Визит Россини к Бетховену состоялся в конце марта или начале апреля 1822 года. Он рассказал о нем Рихарду Вагнеру в 1860 году. Благодаря скрупулезным записям Эдмона Мишотта, присутствовавшего на встрече как друг и Вагнера, и Россини, у нас есть заслуживающий доверия детальный отчет о беседе Вагнера и Россини, состоявшейся в парижской квартире Россини на рю Шоссе-д’Антен. Разговор проходил на французском языке, на котором Россини к 1860 году бегло говорил. Мишотт отметил, что Вагнер, не так хорошо знавший язык, несколько раз повторял фразы, слегка меняя их, чтобы уточнить свои мысли или более детально обсудить свои теории.
В ходе разговора Россини упомянул, что, увидев Вебера в первый раз, он испытал волнение, близкое к тому, которое почувствовал «ранее, при встрече с Бетховеном». Затем он попытался перейти на другие темы, но взволнованный Вагнер вскоре снова заговорил о Бетховене. «Что я могу сказать? – произнес Россини. – Поднимаясь по лестнице, ведущей к убогой квартире, где жил великий человек, я с трудом сдерживал волнение. Когда нам открыли дверь, я очутился в грязной лачуге, где царил страшный беспорядок...
Портреты Бетховена, которые мы знаем, в общем довольно верно передают его облик. Но никаким резцом нельзя отобразить ту неизъяснимую печаль, которой были пронизаны черты его лица; из-под его густых бровей, как будто из пещеры, сверкали небольшие, но, казалось, пронизывающие вас глаза. Голос у него был мягкий и несколько глуховатый.

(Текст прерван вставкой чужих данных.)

//! String adapter.

use std::any::Any;
use std::fmt;

use super::{Getter, Value};
use crate::ValueError;

/// String slot; every input is accepted verbatim.
#[derive(Debug)]
pub struct StringValue<'a>(&'a mut String);

impl<'a> StringValue<'a> {
    /// Bind to `slot`, storing `initial` in it.
    #[must_use]
    pub fn new(slot: &'a mut String, initial: impl Into<String>) -> Self {
        *slot = initial.into();
        Self(slot)
    }
}

impl Value for StringValue<'_> {
    fn set(&mut self, text: &str) -> Result<(), ValueError> {
        text.clone_into(self.0);
        Ok(())
    }

    fn type_name(&self) -> &'static str {
        "string"
    }

    fn as_getter(&self) -> Option<&dyn Getter> {
        Some(self)
    }
}

impl Getter for StringValue<'_> {
    fn get(&self) -> &dyn Any {
        &*self.0
    }
}

impl fmt::Display for StringValue<'_> {
    fn fmt(&self, f: &mut fmt::Formatter<'_>) -> fmt::Result {
        f.write_str(self.0)
    }
}
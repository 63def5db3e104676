//! Error types produced while registering and parsing flags.

mod helpers;
mod types;

pub use types::{FlagError, ValueError};
//! Delivery of parse failures under each error-handling policy.

use std::panic::{AssertUnwindSafe, catch_unwind};
use std::process::Command;

use anyhow::{Result, ensure};
use ortho_flags::{ErrorHandling, FlagError, FlagSet};
use rstest::rstest;
use test_helpers::output::SharedBuffer;

#[test]
#[should_panic(expected = "flag provided but not defined: --nope")]
fn panic_on_error_raises_the_failure() {
    let mut flags = FlagSet::new("strict", ErrorHandling::PanicOnError, false);
    flags.set_output(SharedBuffer::default());
    let outcome = flags.parse(["--nope"]);
    panic!("parse returned {outcome:?} instead of panicking");
}

#[test]
fn panic_on_error_prints_before_panicking() -> Result<()> {
    let out = SharedBuffer::default();
    let writer = out.clone();
    let caught = catch_unwind(AssertUnwindSafe(move || {
        let mut verbose = false;
        let mut flags = FlagSet::new("strict", ErrorHandling::PanicOnError, false);
        flags.set_output(writer);
        flags.bool_var(&mut verbose, "verbose", Some('v'), false, "")?;
        flags.parse(["-v", "-q"])
    }));
    ensure!(caught.is_err(), "parse did not panic");
    ensure!(
        out.contents() == "flag provided but not defined: -q\n",
        "output {:?}",
        out.contents()
    );
    Ok(())
}

#[test]
fn panic_on_error_is_quiet_on_success() -> Result<()> {
    let out = SharedBuffer::default();
    let mut verbose = false;
    let mut flags = FlagSet::new("strict", ErrorHandling::PanicOnError, false);
    flags.set_output(out.clone());
    flags.bool_var(&mut verbose, "verbose", Some('v'), false, "")?;
    flags.parse(["-v", "file"])?;
    ensure!(out.is_empty(), "output {:?}", out.contents());
    ensure!(flags.args() == ["file"], "positionals {:?}", flags.args());
    Ok(())
}

#[rstest]
#[case(ErrorHandling::ContinueOnError)]
#[case(ErrorHandling::PanicOnError)]
fn version_is_printed_under_every_policy(#[case] policy: ErrorHandling) -> Result<()> {
    let out = SharedBuffer::default();
    let writer = out.clone();
    let caught = catch_unwind(AssertUnwindSafe(move || {
        let mut show = false;
        let mut flags = FlagSet::new("tool", policy, false);
        flags.set_output(writer);
        flags.version_var(&mut show, "version", Some('V'), "1.2.3", "print the version")?;
        flags.parse(["-V"])
    }));
    ensure!(
        out.contents() == "tool: 1.2.3\n",
        "output {:?}",
        out.contents()
    );
    match policy {
        ErrorHandling::ContinueOnError => ensure!(
            matches!(
                &caught,
                Ok(Err(FlagError::VersionRequested { version })) if version == "1.2.3"
            ),
            "{caught:?}"
        ),
        ErrorHandling::ExitOnError | ErrorHandling::PanicOnError => {
            ensure!(caught.is_err(), "{policy:?} returned {caught:?}");
        }
    }
    Ok(())
}

#[test]
fn continue_on_error_returns_help_without_printing_an_error() -> Result<()> {
    let out = SharedBuffer::default();
    let mut flags = FlagSet::new("", ErrorHandling::ContinueOnError, false);
    flags.set_output(out.clone());
    let outcome = flags.parse(["--help"]);
    ensure!(matches!(outcome, Err(FlagError::HelpRequested)), "{outcome:?}");
    ensure!(out.contents() == "Usage:\n", "output {:?}", out.contents());
    Ok(())
}

/// Set in a re-executed test binary to the argument it should parse under
/// `ExitOnError`.
const EXIT_CHILD_ARG: &str = "ORTHO_FLAGS_EXIT_CHILD_ARG";

#[rstest]
#[case("--bogus", "flag provided but not defined: --bogus\n")]
#[case("--help", "Usage of exiting:\n      --level int\n    \tlog level (default 1)\n")]
fn exit_on_error_exits_with_status_two(
    #[case] argument: &str,
    #[case] stderr: &str,
) -> Result<()> {
    if let Some(child_argument) = std::env::var_os(EXIT_CHILD_ARG) {
        let mut level = 0_i32;
        let mut flags = FlagSet::new("exiting", ErrorHandling::ExitOnError, false);
        flags.int_var(&mut level, "level", None, 1, "log level")?;
        let outcome = flags.parse([child_argument.to_string_lossy().into_owned()]);
        anyhow::bail!("parse returned {outcome:?} instead of exiting");
    }

    let output = Command::new(std::env::current_exe()?)
        .args([
            "exit_on_error_exits_with_status_two",
            "--test-threads=1",
            "--nocapture",
        ])
        .env(EXIT_CHILD_ARG, argument)
        .output()?;
    let child_stderr = String::from_utf8_lossy(&output.stderr);
    ensure!(
        output.status.code() == Some(2),
        "{argument}: exited with {:?}, stderr {child_stderr:?}",
        output.status
    );
    ensure!(
        child_stderr.contains(stderr),
        "{argument}: stderr {child_stderr:?}"
    );
    Ok(())
}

Когда мы вошли, он сначала не обратил на нас внимания, занятый окончанием нотной корректуры. Затем, подняв голову, он обратился ко мне на довольно понятном итальянском языке: «А, Россини! Вы автор «Севильского цирюльника»? Я вас поздравляю, это превосходная опера-буффа; я ее с удовольствием прочел. Пока будет существовать итальянская опера, ее не перестанут исполнять. Не пишите ничего, кроме опер-буффа, не стоит испытывать судьбу, пытаясь преуспеть в другом жанре». Когда Карпани, сопровождавший Россини с тем, чтобы представить его Бетховену, заметил, что Россини написал большое количество опер-сериа и упомянул «Танкреда», «Отелло» и «Моисея в Египте», Бетховен возразил: «Я их просмотрел, но, видите ли, опера-сериа не в природе итальянцев. Им не хватает музыкальных знаний, чтобы работать над настоящей драмой, да и как их получить в Италии?.. А в опере-буффа с вами, итальянцами, никто не может сравниться. Ваш язык и живость вашего темперамента для нее и предназначены. Посмотрите на Чимарозу: разве в его операх комическая сторона не превосходит все остальное? То же самое у Перголези. Вы, итальянцы, превозносите его религиозную музыку, я знаю. В его «Стабат» действительно много трогательного чувства, я с этим согласен, но форма лишена разнообразия... и в целом производит впечатление монотонности, в то время как «Служанка-госпожа»...»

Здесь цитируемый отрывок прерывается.